At the beginning of lockdown, City of London Corporation block-booked space at the Youth Hostel Association’s historic building near St Paul’s Cathedral.

Now lockdown has started to ease we are aiming to increase the number of spaces from 20 to 45 to give people breathing space to find them a permanent home and get back on their feet.

Chris Pelham, the assistant director of communities and children’s services, said his team has already identified  people it can help there.

They all have plans to help them move into permanent accommodation and include 31 people who came off the street during lockdown – 19 are already at the YHA, whilst a further four were in accommodation booked by the Greater London Authority and eight more were in hotels.

In May this year there were 4,184 homeless people  recorded across London  and 3,630 were in emergency accommodation.

The move during lockdown to emergency accomodation was an opportunity to help get people off the streets for good.

For some of the City’s rough sleepers it was the first time they had been willing to talk to the corporation about getting off the streets in a decade.

Mr Pelham said the youth hostel  has been a “key” part of the support for homeless people.

Initially the council booked the hostel in Carter Lane until July when the government funding was due to run out.
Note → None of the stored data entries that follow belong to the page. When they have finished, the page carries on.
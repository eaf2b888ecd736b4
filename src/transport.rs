//! The seam between this crate and whatever actually speaks to remote hosts.
//!
//! Everything above this module (runners, transfers, hops, targets) only sees these traits.
//! The default implementation lives in the `process-mux` backend and drives the system
//! OpenSSH client.

use super::{Error, KnownHosts, LocalForward};

use async_trait::async_trait;
use secrecy::SecretString;

use std::fmt;
use std::path::PathBuf;
use std::time::Duration;

/// One event read from a channel.
#[derive(Debug, Clone, PartialEq, Eq)]
pub enum ChannelEvent {
    /// Bytes written to the remote process' standard output.
    Stdout(Vec<u8>),
    /// Bytes written to the remote process' standard error.
    Stderr(Vec<u8>),
    /// The remote process exited with this status.
    ExitStatus(i32),
    /// The remote process was killed by this signal (name without `SIG`).
    ExitSignal(String),
    /// The remote side will send no more data.
    Eof,
    /// The channel is gone. No more events will follow.
    Closed,
}

/// What to open a channel for.
#[derive(Debug, Clone, Default, PartialEq, Eq)]
pub struct ChannelRequest {
    /// Command to execute. `None` asks for a login shell.
    pub command: Option<String>,
    /// Ask the remote side for a pseudo-terminal.
    pub pty: bool,
}

impl ChannelRequest {
    /// Execute `command` without a pty.
    pub fn exec(command: impl Into<String>) -> Self {
        Self {
            command: Some(command.into()),
            pty: false,
        }
    }

    /// A login shell on a pty.
    pub fn shell() -> Self {
        Self {
            command: None,
            pty: true,
        }
    }

    /// A login shell fed from stdin without a pty, so input is not echoed back and stdout
    /// and stderr stay apart.
    pub fn script() -> Self {
        Self {
            command: None,
            pty: false,
        }
    }
}

/// One multiplexed stream within a connection.
#[async_trait]
pub trait Channel: Send + fmt::Debug {
    /// Wait up to `wait` for the next event.
    ///
    /// `Ok(None)` means nothing arrived in time. After [`ChannelEvent::Closed`] has been
    /// returned, every further call returns `Ok(Some(ChannelEvent::Closed))`.
    async fn next_event(&mut self, wait: Duration) -> Result<Option<ChannelEvent>, Error>;

    /// Write to the remote process' standard input.
    async fn write(&mut self, data: &[u8]) -> Result<(), Error>;

    /// Close the remote process' standard input.
    async fn eof(&mut self) -> Result<(), Error>;

    /// Local process id backing this channel, if there is one.
    fn pid(&self) -> Option<u32> {
        None
    }
}

/// An established, authenticated session to one host.
#[async_trait]
pub trait Transport: Send + Sync + fmt::Debug {
    /// Open a new channel.
    async fn open_channel(&self, request: ChannelRequest) -> Result<Box<dyn Channel>, Error>;

    /// Listen on `127.0.0.1:<forward.local_port>` and forward every connection to
    /// `forward.host:forward.port` as seen from the remote host.
    async fn forward_local(&self, forward: &LocalForward) -> Result<(), Error>;

    /// Undo [`Transport::forward_local`].
    async fn cancel_forward(&self, forward: &LocalForward) -> Result<(), Error>;

    /// Service pending protocol work, and report whether the session is still alive.
    async fn process(&self) -> Result<(), Error>;

    /// `true` while any channel is open.
    fn busy(&self) -> bool;

    /// Tear the session down.
    async fn close(&self) -> Result<(), Error>;
}

/// Everything needed to open a session.
#[derive(Debug, Clone)]
pub struct ConnectParams {
    /// Host name or address to connect to.
    pub host: String,
    /// Remote port; `None` defers to ssh configuration.
    pub port: Option<u16>,
    /// Login user; `None` defers to ssh configuration.
    pub user: Option<String>,
    /// Private keys to offer.
    pub keys: Vec<PathBuf>,
    /// Password to try, if key authentication is not enough.
    pub password: Option<SecretString>,
    /// Host key policy.
    pub known_hosts: KnownHosts,
    /// Give up connecting after this long.
    pub connect_timeout: Option<Duration>,
    /// Name to check the host key against, when `host` is a forwarded local port.
    pub host_key_alias: Option<String>,
}

impl ConnectParams {
    /// Connect to `host` with every other setting at its default.
    pub fn new(host: impl Into<String>) -> Self {
        Self {
            host: host.into(),
            port: None,
            user: None,
            keys: Vec::new(),
            password: None,
            known_hosts: KnownHosts::Add,
            connect_timeout: None,
            host_key_alias: None,
        }
    }
}

/// Opens transports.
#[async_trait]
pub trait Connector: Send + Sync + fmt::Debug {
    /// Establish a session described by `params`.
    async fn connect(&self, params: &ConnectParams) -> Result<Box<dyn Transport>, Error>;
}
use super::Error;

use std::fmt;

/// The result of one command run on one target.
///
/// A `Rap` is created when the command starts and filled in as output arrives. By the time a
/// caller sees it the exit status has been settled: it is never the internal `-1` placeholder
/// unless the remote side itself reported `-1`.
#[derive(Debug, Clone, PartialEq, Eq)]
pub struct Rap {
    origin: String,
    command: String,
    stdout: Vec<String>,
    stderr: Vec<String>,
    exit_status: i32,
    exit_signal: Option<String>,
    pid: Option<u32>,
}

impl Rap {
    /// Create an empty, not-yet-completed result for `command` run by `origin`.
    pub fn new(origin: impl Into<String>, command: impl Into<String>) -> Self {
        Self {
            origin: origin.into(),
            command: command.into(),
            stdout: Vec::new(),
            stderr: Vec::new(),
            exit_status: -1,
            exit_signal: None,
            pid: None,
        }
    }

    /// A completed result standing in for an error that was skipped by an exception hook.
    pub(crate) fn from_error(
        origin: impl Into<String>,
        command: impl Into<String>,
        err: &Error,
    ) -> Self {
        let mut rap = Self::new(origin, command);
        rap.add_stderr(&err.to_string());
        rap.exit_status = 1;
        rap
    }

    /// `user@host` of the target (or the name of the set) that produced this result.
    pub fn origin(&self) -> &str {
        &self.origin
    }

    /// The literal command line that was sent to the remote shell.
    pub fn command(&self) -> &str {
        &self.command
    }

    /// Standard output, split into lines without their terminators.
    pub fn stdout(&self) -> &[String] {
        &self.stdout
    }

    /// Standard error, split into lines without their terminators.
    pub fn stderr(&self) -> &[String] {
        &self.stderr
    }

    /// Exit status reported by the remote process.
    pub fn exit_status(&self) -> i32 {
        self.exit_status
    }

    /// Name of the signal that terminated the remote process, if any (e.g. `TERM`).
    pub fn exit_signal(&self) -> Option<&str> {
        self.exit_signal.as_deref()
    }

    /// Process id of the channel, when the transport can report one.
    pub fn pid(&self) -> Option<u32> {
        self.pid
    }

    /// Only a status strictly greater than zero, or a delivered signal, counts as a failure.
    ///
    /// Some remote utilities report `-1` for advisory conditions; that is not a failure.
    pub fn is_success(&self) -> bool {
        self.exit_status <= 0 && self.exit_signal.is_none()
    }

    /// Opposite of [`Rap::is_success`].
    pub fn is_failure(&self) -> bool {
        !self.is_success()
    }

    /// Consume the result and return its stdout lines.
    pub fn into_stdout(self) -> Vec<String> {
        self.stdout
    }

    pub(crate) fn add_stdout(&mut self, text: &str) {
        push_lines(&mut self.stdout, text);
    }

    pub(crate) fn add_stderr(&mut self, text: &str) {
        push_lines(&mut self.stderr, text);
    }

    pub(crate) fn push_stdout_line(&mut self, line: String) {
        self.stdout.push(line);
    }

    pub(crate) fn push_stderr_line(&mut self, line: String) {
        self.stderr.push(line);
    }

    pub(crate) fn set_exit_status(&mut self, status: i32) {
        self.exit_status = status;
    }

    pub(crate) fn set_exit_signal(&mut self, signal: impl Into<String>) {
        self.exit_signal = Some(signal.into());
    }

    pub(crate) fn set_pid(&mut self, pid: Option<u32>) {
        self.pid = pid;
    }

    pub(crate) fn set_origin(&mut self, origin: impl Into<String>) {
        self.origin = origin.into();
    }

    /// Settle the placeholder status once the channel has closed.
    pub(crate) fn finalize(&mut self, status: Option<i32>) {
        self.exit_status = match (status, self.exit_signal.as_deref()) {
            (Some(status), _) => status,
            (None, Some(sig)) => 128 + signal_number(sig).unwrap_or(127),
            (None, None) => 0,
        };
    }
}

impl fmt::Display for Rap {
    fn fmt(&self, f: &mut fmt::Formatter<'_>) -> fmt::Result {
        write!(f, "{}", self.stdout.join("\n"))
    }
}

fn push_lines(into: &mut Vec<String>, text: &str) {
    into.extend(
        text.lines()
            .map(|line| line.strip_suffix('\r').unwrap_or(line).to_owned()),
    );
}

const SIGNALS: &[(&str, i32)] = &[
    ("HUP", 1),
    ("INT", 2),
    ("QUIT", 3),
    ("ILL", 4),
    ("TRAP", 5),
    ("ABRT", 6),
    ("BUS", 7),
    ("FPE", 8),
    ("KILL", 9),
    ("USR1", 10),
    ("SEGV", 11),
    ("USR2", 12),
    ("PIPE", 13),
    ("ALRM", 14),
    ("TERM", 15),
];

/// Number of a POSIX signal given its name, with or without the `SIG` prefix.
pub fn signal_number(name: &str) -> Option<i32> {
    let name = name.strip_prefix("SIG").unwrap_or(name);
    SIGNALS.iter().find(|(n, _)| *n == name).map(|(_, num)| *num)
}

/// Name (without `SIG`) of a POSIX signal given its number.
pub fn signal_name(num: i32) -> Option<&'static str> {
    SIGNALS.iter().find(|(_, n)| *n == num).map(|(name, _)| *name)
}

/// A failure on one host of a [`Set`](crate::Set).
#[derive(Debug)]
pub struct HostError {
    host: String,
    error: Error,
}

impl HostError {
    pub(crate) fn new(host: impl Into<String>, error: Error) -> Self {
        Self {
            host: host.into(),
            error,
        }
    }

    /// The host the error came from.
    pub fn host(&self) -> &str {
        &self.host
    }

    /// The error itself.
    pub fn error(&self) -> &Error {
        &self.error
    }

    /// Unwrap into the underlying error.
    pub fn into_error(self) -> Error {
        self.error
    }
}

impl fmt::Display for HostError {
    fn fmt(&self, f: &mut fmt::Formatter<'_>) -> fmt::Result {
        write!(f, "{}: {}", self.host, self.error)
    }
}

impl std::error::Error for HostError {
    fn source(&self) -> Option<&(dyn std::error::Error + 'static)> {
        Some(&self.error)
    }
}

/// Aggregate result of running one operation across a [`Set`](crate::Set).
///
/// Entries are always in the order the targets were added to the set, regardless of the
/// order they finished in.
#[derive(Debug)]
pub struct SetRap {
    origin: String,
    results: Vec<Result<Rap, HostError>>,
}

impl SetRap {
    pub(crate) fn new(origin: impl Into<String>) -> Self {
        Self {
            origin: origin.into(),
            results: Vec::new(),
        }
    }

    pub(crate) fn push(&mut self, result: Result<Rap, HostError>) {
        self.results.push(result);
    }

    /// Name of the set that produced this result.
    pub fn origin(&self) -> &str {
        &self.origin
    }

    /// One entry per target, in insertion order.
    pub fn results(&self) -> &[Result<Rap, HostError>] {
        &self.results
    }

    /// Iterate over the per-target entries.
    pub fn iter(&self) -> std::slice::Iter<'_, Result<Rap, HostError>> {
        self.results.iter()
    }

    /// Number of entries.
    pub fn len(&self) -> usize {
        self.results.len()
    }

    /// `true` if there are no entries.
    pub fn is_empty(&self) -> bool {
        self.results.is_empty()
    }

    /// The successful per-target results.
    pub fn successes(&self) -> impl Iterator<Item = &Rap> {
        self.results.iter().filter_map(|r| r.as_ref().ok())
    }

    /// The captured per-target errors.
    pub fn errors(&self) -> impl Iterator<Item = &HostError> {
        self.results.iter().filter_map(|r| r.as_ref().err())
    }

    /// `true` if every target produced a successful result.
    pub fn is_success(&self) -> bool {
        self.results
            .iter()
            .all(|r| r.as_ref().map_or(false, Rap::is_success))
    }

    /// Unwrap into the per-target entries.
    pub fn into_results(self) -> Vec<Result<Rap, HostError>> {
        self.results
    }
}

impl IntoIterator for SetRap {
    type Item = Result<Rap, HostError>;
    type IntoIter = std::vec::IntoIter<Result<Rap, HostError>>;

    fn into_iter(self) -> Self::IntoIter {
        self.results.into_iter()
    }
}

impl fmt::Display for SetRap {
    fn fmt(&self, f: &mut fmt::Formatter<'_>) -> fmt::Result {
        for (i, result) in self.results.iter().enumerate() {
            if i > 0 {
                writeln!(f)?;
            }
            match result {
                Ok(rap) => write!(f, "{}", rap)?,
                Err(e) => write!(f, "{}", e)?,
            }
        }
        Ok(())
    }
}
Mr Pelham said: “The clients we’ve been able to work with successfully at the YHA are the clients we’ve been trying to work with for years.”

“We have made life-changing differences during this time,” Mr Pelham said.

Because of the emergency move Mr Pelham said just eight to 12 people were counted on the street recently  –  “the lowest level of rough sleeping recorded in the Square Mile for many years”.

This compares with 45 people sleeping rough in January – before the Covid crisis accelerated.